• [WHAT YOU NEED TO DO]:
Find the line that contains "use super::ZoneName;". Restate it and each following line exactly, through the end of the records.

Saved data entries:
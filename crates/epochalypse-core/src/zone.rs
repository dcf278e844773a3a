//! Local zone lookup
//!
//! The local field needs two things from a zone: the offset and abbreviation
//! in effect at an instant, and every instant that shows a given wall-clock
//! reading. `SystemZone` answers from the host configuration; `FixedZone`
//! answers from a constant offset and is what tests use.

use chrono::{FixedOffset, LocalResult, NaiveDateTime, Offset, TimeZone, Utc};

use crate::Instant;

/// Offset and abbreviation in effect at some instant
#[derive(Clone, Debug, PartialEq, Eq)]
pub struct ZoneName {
    pub offset: FixedOffset,
    pub abbreviation: String,
}

impl ZoneName {
    pub fn utc() -> Self {
        ZoneName {
            offset: Utc.fix(),
            abbreviation: "UTC".to_string(),
        }
    }

    /// Numeric name for zones without an abbreviation, e.g. `+0530`
    pub fn numeric(offset: FixedOffset) -> Self {
        ZoneName {
            offset,
            abbreviation: numeric_abbreviation(offset.local_minus_utc()),
        }
    }
}

/// A zone the local field renders into and parses from
pub trait LocalZone {
    /// Offset and abbreviation in effect at `instant`
    fn describe(&self, instant: Instant) -> ZoneName;

    /// Every instant whose wall-clock reading in this zone is `local`,
    /// earliest first. Empty inside a DST gap, two entries inside an overlap.
    fn resolve(&self, local: NaiveDateTime) -> Vec<Instant>;
}

/// A zone with one constant offset
#[derive(Clone, Debug, PartialEq, Eq)]
pub struct FixedZone {
    name: ZoneName,
}

impl FixedZone {
    pub fn new(offset: FixedOffset, abbreviation: impl Into<String>) -> Self {
        FixedZone {
            name: ZoneName {
                offset,
                abbreviation: abbreviation.into(),
            },
        }
    }

    pub fn utc() -> Self {
        FixedZone {
            name: ZoneName::utc(),
        }
    }

    /// Offset east of UTC in seconds; `None` when out of range
    pub fn east(secs: i32, abbreviation: impl Into<String>) -> Option<Self> {
        FixedOffset::east_opt(secs).map(|offset| Self::new(offset, abbreviation))
    }
}

impl LocalZone for FixedZone {
    fn describe(&self, _instant: Instant) -> ZoneName {
        self.name.clone()
    }

    fn resolve(&self, local: NaiveDateTime) -> Vec<Instant> {
        self.name
            .offset
            .from_local_datetime(&local)
            .single()
            .and_then(|datetime| Instant::from_datetime(&datetime))
            .into_iter()
            .collect()
    }
}

/// The host's local zone.
///
/// Offsets and abbreviations come from the C library (`localtime_r`) on Unix so
/// the names match what `date(1)` prints. Elsewhere chrono's `Local` supplies
/// the offset and the name is numeric.
#[derive(Clone, Copy, Debug, Default)]
pub struct SystemZone;

impl SystemZone {
    pub fn new() -> Self {
        sys::init();
        SystemZone
    }
}

impl LocalZone for SystemZone {
    fn describe(&self, instant: Instant) -> ZoneName {
        sys::describe(instant.as_unix()).unwrap_or_else(|| {
            let offset = chrono::Local
                .offset_from_utc_datetime(&instant.to_utc().naive_utc())
                .fix();
            ZoneName::numeric(offset)
        })
    }

    fn resolve(&self, local: NaiveDateTime) -> Vec<Instant> {
        let candidates = match chrono::Local.from_local_datetime(&local) {
            LocalResult::Single(a) => vec![a],
            LocalResult::Ambiguous(a, b) => vec![a, b],
            LocalResult::None => Vec::new(),
        };
        let mut instants: Vec<Instant> = candidates
            .iter()
            .filter_map(|datetime| Instant::from_datetime(datetime))
            .collect();
        instants.sort();
        instants
    }
}

fn numeric_abbreviation(offset_secs: i32) -> String {
    let sign = if offset_secs < 0 { '-' } else { '+' };
    let abs_secs = offset_secs.unsigned_abs();
    let hours = abs_secs / 3600;
    let minutes = (abs_secs % 3600) / 60;
    let seconds = abs_secs % 60;
    if seconds == 0 {
        format!("{sign}{hours:02}{minutes:02}")
    } else {
        format!("{sign}{hours:02}{minutes:02}{seconds:02}")
    }
}

#[cfg(unix)]
mod sys {
    use std::ffi::CStr;
    use std::sync::Once;

    use chrono::FixedOffset;

    use super::{numeric_abbreviation, ZoneName};

    static TZSET: Once = Once::new();

    extern "C" {
        fn tzset();
    }

    /// `localtime_r` is not required to read `TZ`; `tzset` makes it.
    pub(super) fn init() {
        TZSET.call_once(|| unsafe { tzset() });
    }

    pub(super) fn describe(epoch_secs: i64) -> Option<ZoneName> {
        init();
        let time_val = libc::time_t::try_from(epoch_secs).ok()?;
        let mut tm: libc::tm = unsafe { std::mem::zeroed() };
        let tm_ptr = unsafe { libc::localtime_r(&time_val, &mut tm) };
        if tm_ptr.is_null() {
            return None;
        }
        let offset_secs = i32::try_from(tm.tm_gmtoff).ok()?;
        let offset = FixedOffset::east_opt(offset_secs)?;
        let abbreviation = if tm.tm_zone.is_null() {
            numeric_abbreviation(offset_secs)
        } else {
            let name = unsafe { CStr::from_ptr(tm.tm_zone) }.to_string_lossy();
            // The field format is whitespace separated
            if name.trim().is_empty() || name.contains(char::is_whitespace) {
                numeric_abbreviation(offset_secs)
            } else {
                name.into_owned()
            }
        };
        Some(ZoneName {
            offset,
            abbreviation,
        })
    }
}

#[cfg(not(unix))]
mod sys {
    use super::ZoneName;

    pub(super) fn init() {}

    pub(super) fn describe(_epoch_secs: i64) -> Option<ZoneName> {
        None
    }
}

• [ANSWER AREA]:
    use super::ZoneName;

    pub(super) fn init() {}

    pub(super) fn describe(_epoch_secs: i64) -> Option<ZoneName> {
        None
    }
}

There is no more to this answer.